Jibran Nazir/ Akeel Rashid
The North Kashmir’s Sopore has an unusual conundrum – a place with no cyber cafes to access the internet. Cyber cafes, which offer public Internet access by selling Internet time has been shut by the owners in the town fearing security problems.
Locals allege that the authorities have deliberately caused unnecessary inconvenience to the people by imposing blanket ban on the cyber cafes.
“The closing of internet cafes affected our business, but we can afford that, rather than being questioned and summoned by the authorities,” said one of the café owners in the town.
“I had started an internet café at sopore in 2007 but the police and other security agencies used to come here for questioning very frequently. I found it unsafe and I had to wind up,” said Umar Malik who used to own a cyber café in the town.
He said a number of unemployed youths had gone in for the cyber business and accordingly hired shops and commercial spaces to install computers. He said 90 per cent of the cyber cafe owners had taken loan on high interest for purchasing computers.
Police on the other hand say they have not told anyone to shut the cyber cafes.
But it is because of security reasons that they ask the café owners to keep the record of the visitors.
“There is procedural way for everything we do and we have not forcibly shut any cyber café in the town,’’ said a police official in the town. “We have asked them to maintain a log in the local cyber cafes in order to keep a record of visitors. Their photographs, details, copy of their identity cards have to be submitted while access to their systems.”
Local students also complained about the unavailability of cyber cafes for internet access in the town.
“We gather a lot of information from cyber cafes, going to these places is a part of life in the information era,” said Musaib Akhtar, a student. “Many kids go there because they are not very skillful with computers and need peer help. Also not every child has a computer at home.”
Another person who used to run a cyber café at sopore between 2009 to 2011, says he ran a cyber café at Sopore for which he and his brother were picked up by police many a times. “And, it was really embarrassing,” he said, wishing anonymity. “Inspite of presenting all the clarification and running a cyber café in a procedural way, I was being tailed by police.”
He said it is “impossible” for a cafe owner to control the actions of his customers.
“All I could do was note down the names and addresses of my visitors, maintain a record of their identity cards and list the times of their arrival and departure from the café,” he said.

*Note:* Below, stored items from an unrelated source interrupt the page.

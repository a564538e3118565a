//! 节点编辑会话：查看 → 编辑 → 保存/取消
//!
//! 保存时总是重新读取存储中的当前文档，不使用打开会话时的快照。

use serde_json::Value;

use crate::model::data_core::{parse_document, AppError, DocumentStore};
use crate::model::formatter::{to_editable_text, to_path_text};
use crate::model::merge::combine;
use crate::model::path::{get, set_in_place, Address};
use crate::model::shadow_tree::NodeField;

#[derive(Debug, Clone, Copy, PartialEq, Eq)]
pub enum SessionState {
    Viewing,
    Editing,
}

#[derive(Debug, Clone)]
pub struct EditSession {
    address: Address,
    fields: Vec<NodeField>,
    state: SessionState,
    draft: String,
    open: bool,
}

impl EditSession {
    /// 打开节点：进入查看状态，草稿预置为当前渲染文本
    pub fn open(fields: Vec<NodeField>, address: Address) -> Self {
        let draft = to_editable_text(&fields);
        Self {
            address,
            fields,
            state: SessionState::Viewing,
            draft,
            open: true,
        }
    }

    pub fn state(&self) -> SessionState {
        self.state
    }

    pub fn is_open(&self) -> bool {
        self.open
    }

    pub fn address(&self) -> &Address {
        &self.address
    }

    pub fn draft(&self) -> &str {
        &self.draft
    }

    /// 查看状态下显示的内容
    pub fn display_text(&self) -> String {
        to_editable_text(&self.fields)
    }

    pub fn path_text(&self) -> String {
        to_path_text(&self.address)
    }

    pub fn begin_edit(&mut self) {
        self.state = SessionState::Editing;
    }

    /// 更新草稿；仅编辑状态下生效
    pub fn set_draft(&mut self, text: impl Into<String>) {
        if self.state != SessionState::Editing {
            tracing::debug!("非编辑状态，忽略草稿修改: {}", self.path_text());
            return;
        }
        self.draft = text.into();
    }

    /// 放弃草稿并回到查看状态，不写入任何内容
    pub fn cancel(&mut self) {
        self.state = SessionState::Viewing;
        self.draft = to_editable_text(&self.fields);
    }

    pub fn close(&mut self) {
        self.open = false;
    }

    /// 解析草稿、与当前值合并、写回完整文档并交给存储
    ///
    /// 任一文本解析失败时不写入，保持编辑状态与草稿，错误返回给调用方。
    pub fn save<S: DocumentStore + ?Sized>(&mut self, store: &mut S) -> Result<(), AppError> {
        if self.state != SessionState::Editing {
            return Err(AppError::State("当前不在编辑状态".into()));
        }

        let mut full = parse_document(&store.document_text()).inspect_err(|e| {
            tracing::error!("保存失败，文档无法解析: {}", e);
        })?;

        let draft = if self.draft.is_empty() { "{}" } else { self.draft.as_str() };
        let edited: Value = serde_json::from_str(draft).map_err(|e| {
            tracing::warn!("保存失败，编辑内容不是合法JSON: {}", e);
            AppError::MalformedDraft(e)
        })?;

        let current = get(&full, &self.address).cloned();
        let next = combine(current, edited);
        set_in_place(&mut full, &self.address, next)?;

        let serialized = serde_json::to_string_pretty(&full).map_err(AppError::Serialize)?;
        store.replace_document(serialized);
        tracing::info!("回写成功: {}", self.path_text());

        self.state = SessionState::Viewing;
        self.open = false;
        Ok(())
    }
}
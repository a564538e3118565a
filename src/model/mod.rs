pub mod data_core;
pub mod formatter;
pub mod merge;
pub mod path;
pub mod session;
pub mod shadow_tree;
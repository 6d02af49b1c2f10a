//! Purge configuration.
//!
//! Controls the upstream purge endpoint, dispatch limits and event filtering
//! via the `[purge]` section of `purger.toml`.

use std::collections::BTreeSet;
use std::time::Duration;

use url::Url;

// Default values for purge configuration
pub(crate) const DEFAULT_SCHEME: &str = "https";
pub(crate) const DEFAULT_PREFIX: &str = "/purge";
pub(crate) const DEFAULT_TIMEOUT_SECS: u64 = 10;
pub(crate) const DEFAULT_BODY_LIMIT_BYTES: usize = 512;
pub(crate) const DEFAULT_WATCHED_TAXONOMY: &str = "product_cat";

#[derive(Debug, Clone, PartialEq, Eq)]
pub struct PurgeConfig {
    /// Scheme used to reach `{host}` when no endpoint override is set.
    pub scheme: String,
    /// Reserved path prefix of the purge namespace.
    pub prefix: String,
    /// Connect here instead of `{scheme}://{host}`; the `Host` header still names the site.
    pub endpoint: Option<Url>,
    pub timeout: Duration,
    /// Verify upstream TLS certificates. Disabling is insecure.
    pub verify_tls: bool,
    /// Emit per-attempt diagnostics.
    pub debug: bool,
    /// Upstream response bodies are truncated to this many bytes in messages.
    pub body_limit_bytes: usize,
    pub watched_taxonomies: BTreeSet<String>,
}

impl Default for PurgeConfig {
    fn default() -> Self {
        Self {
            scheme: DEFAULT_SCHEME.to_string(),
            prefix: DEFAULT_PREFIX.to_string(),
            endpoint: None,
            timeout: Duration::from_secs(DEFAULT_TIMEOUT_SECS),
            verify_tls: true,
            debug: false,
            body_limit_bytes: DEFAULT_BODY_LIMIT_BYTES,
            watched_taxonomies: BTreeSet::from([DEFAULT_WATCHED_TAXONOMY.to_string()]),
        }
    }
}

impl From<&crate::config::PurgeSettings> for PurgeConfig {
    fn from(settings: &crate::config::PurgeSettings) -> Self {
        Self {
            scheme: settings.scheme.clone(),
            prefix: settings.prefix.clone(),
            endpoint: settings.endpoint.clone(),
            timeout: settings.timeout,
            verify_tls: settings.verify_tls,
            debug: settings.debug,
            body_limit_bytes: settings.body_limit_bytes.get(),
            watched_taxonomies: settings.watched_taxonomies.clone(),
        }
    }
}
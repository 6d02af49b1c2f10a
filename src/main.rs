use std::{future::IntoFuture, process, time::Duration};

use purger::{
    application::{error::AppError, operators::OperatorDirectory, operators::hash_key_hex},
    config,
    infra::{
        error::InfraError,
        http::{self, ApiState},
        telemetry,
    },
    purge::PurgeConfig,
};
use time::OffsetDateTime;
use tokio::sync::oneshot;
use tracing::{Dispatch, Level, debug, dispatcher, error, info, warn};
use tracing_subscriber::fmt as tracing_fmt;

const NONCE_SWEEP_INTERVAL: Duration = Duration::from_secs(60);

#[tokio::main]
async fn main() {
    if let Err(error) = run().await {
        report_application_error(&error);
        process::exit(1);
    }
}

fn report_application_error(error: &AppError) {
    if dispatcher::has_been_set() {
        error!(error = %error, "application error");
        return;
    }

    let subscriber = tracing_fmt().with_max_level(Level::ERROR).finish();
    let dispatch = Dispatch::new(subscriber);
    dispatcher::with_default(&dispatch, || {
        error!(error = %error, "application error");
    });
}

async fn run() -> Result<(), AppError> {
    let (cli_args, settings) = config::load_with_cli()
        .map_err(|err| AppError::from(InfraError::configuration(err.to_string())))?;

    let command = cli_args
        .command
        .unwrap_or(config::Command::Serve(Box::<config::ServeArgs>::default()));

    telemetry::init(&settings.logging).map_err(AppError::from)?;

    match command {
        config::Command::Serve(_) => run_serve(settings).await,
        config::Command::HashKey(args) => {
            println!("{}", hash_key_hex(&args.key));
            Ok(())
        }
    }
}

async fn run_serve(settings: config::Settings) -> Result<(), AppError> {
    let operators = OperatorDirectory::from_settings(&settings.auth.operators);
    if operators.is_empty() {
        warn!(
            target = "purger::serve",
            "No operators configured; every API request will be rejected"
        );
    } else {
        info!(
            target = "purger::serve",
            operators = operators.len(),
            "Operator keys loaded"
        );
    }

    let state = ApiState::new(
        PurgeConfig::from(&settings.purge),
        operators,
        settings.auth.nonce_ttl,
        settings.purge.site_host.clone(),
    )
    .map_err(|err| AppError::from(InfraError::from(err)))?;

    let sweeper = spawn_nonce_sweeper(state.clone());
    let result = serve_http(&settings, state).await;

    sweeper.abort();
    let _ = sweeper.await;

    result
}

fn spawn_nonce_sweeper(state: ApiState) -> tokio::task::JoinHandle<()> {
    tokio::spawn(async move {
        let mut interval = tokio::time::interval(NONCE_SWEEP_INTERVAL);
        interval.tick().await; // Skip the first immediate tick
        loop {
            interval.tick().await;
            let removed = state.nonces.purge_expired(OffsetDateTime::now_utc());
            if removed > 0 {
                debug!(target = "purger::nonces", removed, "Expired nonces dropped");
            }
        }
    })
}

async fn serve_http(settings: &config::Settings, state: ApiState) -> Result<(), AppError> {
    let router = http::build_router(state);

    let listener = tokio::net::TcpListener::bind(settings.server.addr)
        .await
        .map_err(|err| AppError::from(InfraError::from(err)))?;
    info!(
        target = "purger::serve",
        addr = %settings.server.addr,
        "Listening"
    );

    let (signalled_tx, signalled_rx) = oneshot::channel::<()>();
    let server = axum::serve(listener, router.into_make_service())
        .with_graceful_shutdown(async move {
            shutdown_signal().await;
            let _ = signalled_tx.send(());
        })
        .into_future();

    let grace = settings.server.graceful_shutdown;
    let deadline = async move {
        if signalled_rx.await.is_ok() {
            tokio::time::sleep(grace).await;
        } else {
            std::future::pending::<()>().await;
        }
    };

    tokio::select! {
        result = server => {
            result.map_err(|err| AppError::unexpected(format!("server error: {err}")))?;
        }
        _ = deadline => {
            warn!(
                target = "purger::serve",
                grace_seconds = grace.as_secs(),
                "Graceful shutdown timed out; dropping open connections"
            );
        }
    }

    info!(target = "purger::serve", "Server stopped");
    Ok(())
}

async fn shutdown_signal() {
    if let Err(err) = tokio::signal::ctrl_c().await {
        warn!(
            target = "purger::serve",
            error = %err,
            "Failed to listen for shutdown signal"
        );
        std::future::pending::<()>().await;
    }
    info!(target = "purger::serve", "Shutdown signal received");
}
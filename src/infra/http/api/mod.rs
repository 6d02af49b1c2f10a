pub mod error;
pub mod handlers;
pub mod middleware;
pub mod state;

pub use state::ApiState;

use axum::{Router, middleware as axum_middleware, routing::post};

use crate::infra::http::middleware::log_responses;

pub fn build_api_router(state: ApiState) -> Router {
    let auth_state = state.clone();

    Router::new()
        .route("/api/v1/nonces", post(handlers::issue_nonce))
        .route("/api/v1/purge-all", post(handlers::purge_all))
        .route("/api/v1/hooks/entity-saved", post(handlers::entity_saved))
        .route("/api/v1/hooks/term-changed", post(handlers::term_changed))
        .with_state(state)
        .layer(axum_middleware::from_fn_with_state(
            auth_state,
            middleware::operator_auth,
        ))
        .layer(axum_middleware::from_fn(log_responses))
}
//! Authorization gate for operator-initiated purges.
//!
//! A request starts unauthorized. [`AuthorizationGate::authorize`] either
//! rejects it or hands back an [`Authorized`] value, which is the only way
//! to reach the dispatcher and is consumed by the purge.

use std::sync::Arc;

use async_trait::async_trait;
use metrics::counter;
use thiserror::Error;
use tracing::{info, warn};

use crate::domain::events::MutationEvent;
use crate::domain::purge::PurgeOutcome;

use super::client::PurgeDispatch;
use super::config::PurgeConfig;
use super::resolver::UrlResolver;

pub(crate) const METRIC_MANUAL_REJECTED_TOTAL: &str = "purger_manual_rejected_total";

pub const PERMISSION_ERROR_MESSAGE: &str = "You do not have permission to purge the cache.";
pub const PURGE_SUCCESS_MESSAGE: &str = "Cache purged successfully.";
pub const PURGE_ERROR_PREFIX: &str = "Error purging cache. Check server logs.";

/// Caller identity and credentials as established by the authentication
/// layer. Used for exactly one request.
#[derive(Debug, Clone)]
pub struct AuthorizationContext {
    pub caller_identity: String,
    pub has_manage_permission: bool,
    pub token: String,
}

/// Single-use anti-replay token check.
#[async_trait]
pub trait TokenVerifier: Send + Sync {
    /// Returns true when `token` was issued to `caller`, is still fresh and
    /// had not been used. The token is spent either way.
    async fn consume(&self, caller: &str, token: &str) -> bool;
}

#[derive(Debug, Clone, Copy, PartialEq, Eq, Error)]
pub enum GateRejection {
    #[error("token is invalid, expired or already used")]
    InvalidToken,
    #[error("caller lacks the manage permission")]
    InsufficientPermission,
}

impl GateRejection {
    pub fn as_label(self) -> &'static str {
        match self {
            GateRejection::InvalidToken => "invalid_token",
            GateRejection::InsufficientPermission => "insufficient_permission",
        }
    }

    /// Caller-facing outcome. Both rejections share one message.
    pub fn outcome(self) -> PurgeOutcome {
        PurgeOutcome {
            success: false,
            http_status: None,
            message: PERMISSION_ERROR_MESSAGE.to_string(),
        }
    }
}

pub struct AuthorizationGate {
    tokens: Arc<dyn TokenVerifier>,
    resolver: Arc<UrlResolver>,
    dispatcher: Arc<dyn PurgeDispatch>,
    debug: bool,
}

impl AuthorizationGate {
    pub fn new(
        tokens: Arc<dyn TokenVerifier>,
        resolver: Arc<UrlResolver>,
        dispatcher: Arc<dyn PurgeDispatch>,
        config: &PurgeConfig,
    ) -> Self {
        Self {
            tokens,
            resolver,
            dispatcher,
            debug: config.debug,
        }
    }

    /// Check the token, then the permission.
    pub async fn authorize(
        &self,
        context: AuthorizationContext,
    ) -> Result<Authorized<'_>, GateRejection> {
        let AuthorizationContext {
            caller_identity,
            has_manage_permission,
            token,
        } = context;

        let verdict = if !self.tokens.consume(&caller_identity, &token).await {
            Err(GateRejection::InvalidToken)
        } else if !has_manage_permission {
            Err(GateRejection::InsufficientPermission)
        } else {
            Ok(())
        };

        match verdict {
            Ok(()) => Ok(Authorized {
                gate: self,
                caller: caller_identity,
            }),
            Err(rejection) => {
                counter!(METRIC_MANUAL_REJECTED_TOTAL, "reason" => rejection.as_label())
                    .increment(1);
                warn!(
                    target = "purger::gate",
                    caller = %caller_identity,
                    reason = rejection.as_label(),
                    "Manual purge rejected"
                );
                Err(rejection)
            }
        }
    }
}

/// Proof that a manual request passed the gate.
pub struct Authorized<'a> {
    gate: &'a AuthorizationGate,
    caller: String,
}

impl Authorized<'_> {
    pub fn caller(&self) -> &str {
        &self.caller
    }

    /// Purge the whole namespace on `host` and describe the result for the caller.
    pub async fn purge_all(self, host: &str) -> PurgeOutcome {
        let target = match self.gate.resolver.resolve(&MutationEvent::PurgeAll) {
            Ok(target) => target,
            Err(err) => {
                return PurgeOutcome {
                    success: false,
                    http_status: None,
                    message: format!("{PURGE_ERROR_PREFIX} {err}"),
                };
            }
        };

        let outcome = self.gate.dispatcher.dispatch(&target, host).await;
        if self.gate.debug || !outcome.success {
            info!(
                target = "purger::gate",
                caller = %self.caller,
                host = %host,
                success = outcome.success,
                status = outcome.http_status,
                "Manual purge dispatched"
            );
        }

        if outcome.success {
            PurgeOutcome {
                message: PURGE_SUCCESS_MESSAGE.to_string(),
                ..outcome
            }
        } else {
            PurgeOutcome {
                message: format!("{PURGE_ERROR_PREFIX} {}", outcome.message),
                ..outcome
            }
        }
    }
}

“Police had also directed us to install CCTVs, which may cost us Rs 50,000 to Rs 1 lakh,” he said adding the business is already tilting downward in view of the easy access to the technology and nobody would be ready to spend such a huge amount.
Pertinently, as per the ministry’s guidelines, Cyber Cafe owners are required to maintain a log register recording information about every individual visiting the cyber cafe. Those who refuse to give any form of identity are not to be allowed inside the Cyber Café. Beside this Cyber Cafe has to maintain a date-wise log register of all the cyber cafe visitors.